Each line of the records containing "Serialize" is to be copied out and returned.

Supplied material Start Marker

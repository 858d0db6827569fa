//! Directed "enables" edge between two skills.

use serde::{Deserialize, Serialize};

/// `source` must be learned before `target`: the source unlocks the target.
#[derive(Debug, Clone, PartialEq, Eq, Hash, Serialize, Deserialize)]
pub struct Edge {
    pub source: String,
    pub target: String,
}

impl Edge {
    pub fn new(source: impl Into<String>, target: impl Into<String>) -> Self {
        Self {
            source: source.into(),
            target: target.into(),
        }
    }
}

Supplied material End Marker

§ **Exercise answer**:
use serde::{Deserialize, Serialize};
#[derive(Debug, Clone, PartialEq, Eq, Hash, Serialize, Deserialize)]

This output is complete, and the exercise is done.